On Tuesday, September 11, 2018 at 11:35:05 AM UTC-4, Ian Davis wrote:
>
>
> Recent conversations here and around the proposal suggest that the type 
> system isn't strong or clear enough to convey the kinds of constraints that 
> we want to use. Personally I am not a fan of having nonsense, unexecutable 
> code in contract blocks but I do like the general approach. I wonder 
> whether a DSL is needed to make assertions stronger.

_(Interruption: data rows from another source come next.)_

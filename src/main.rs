//! `amqpframe` broker binary.
//!
//! Runs the protocol server against the in-memory broker until Ctrl+C.

mod cli;

use std::sync::Arc;

use amqpframe::{
    broker::MemoryBroker,
    config::{DispositionMode, EngineConfig},
    sasl::PlainAuthenticator,
    server::AmqpServer,
};
use clap::Parser;
use cli::{Cli, Settle};
use tracing::{info, warn};

fn engine_config(cli: &Cli) -> EngineConfig {
    let mode = match cli.settle {
        Settle::Fifo => DispositionMode::FifoHead,
        Settle::Range => DispositionMode::Range,
    };
    EngineConfig::default()
        .with_container_id(cli.container_id.clone())
        .with_max_frame_size(cli.max_frame_size)
        .with_publish_credit(cli.publish_credit)
        .with_disposition_mode(mode)
}

#[cfg(feature = "metrics")]
fn install_metrics(cli: &Cli) -> Result<(), Box<dyn std::error::Error>> {
    if let Some(addr) = cli.metrics {
        metrics_exporter_prometheus::PrometheusBuilder::new()
            .with_http_listener(addr)
            .install()?;
        info!(%addr, "serving Prometheus metrics");
    }
    Ok(())
}

#[cfg(not(feature = "metrics"))]
fn install_metrics(cli: &Cli) -> Result<(), Box<dyn std::error::Error>> {
    if cli.metrics.is_some() {
        warn!("built without the metrics feature; ignoring --metrics");
    }
    Ok(())
}

#[tokio::main]
async fn main() -> Result<(), Box<dyn std::error::Error>> {
    // Applications embedding the library should install their own subscriber.
    tracing_subscriber::fmt::init();

    let cli = Cli::parse();
    install_metrics(&cli)?;

    let broker = cli
        .queues
        .iter()
        .fold(MemoryBroker::new().auto_create(cli.auto_create), |broker, queue| {
            broker.with_queue(queue.clone())
        });

    let (users, invalid) = cli.credentials();
    for entry in invalid {
        warn!(entry, "ignoring --user value without a colon");
    }
    let mut config = engine_config(&cli);
    let mut server = AmqpServer::new(Arc::new(broker));
    if !users.is_empty() {
        let authenticator = users
            .into_iter()
            .fold(PlainAuthenticator::default(), |auth, (user, password)| {
                auth.with_user(user, password)
            });
        server = server.with_authenticator(Arc::new(authenticator));
        config = config.require_sasl(true);
    }
    if let Some(workers) = cli.workers {
        server = server.workers(workers);
    }

    let server = server.with_config(config).bind(cli.bind)?;
    info!(addr = ?server.local_addr(), "listening");
    server.run().await?;
    info!("shut down");
    Ok(())
}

Another alternative 
> could be to borrow more from C++ and make contracts boolean functions that 
> must return true although this loses the advantages of just reusing the 
> compiler's type checking since the contracts would have to be evaluated at 
> compile time too.
>

I think you hit upon the issue I am having with contracts.  I generally 
understand the intent of the approach.  But, when I look at the contracts 
themselves, it is very unclear to me as to what types are and or not 
permitted by the contract.  Interfaces do a good job in my opinion of 
explicitly stating what is required to satisfy the interface.  Contracts as 
currently proposed seem to hide too much, thus making it very difficult for 
more casual programmers to discern what the contract is attempting to 
convey.  I appreciate there is a balance between an implementation that is 
too verbose and an implementation that is too concise.  The current 
contracts may lean too far toward conciseness.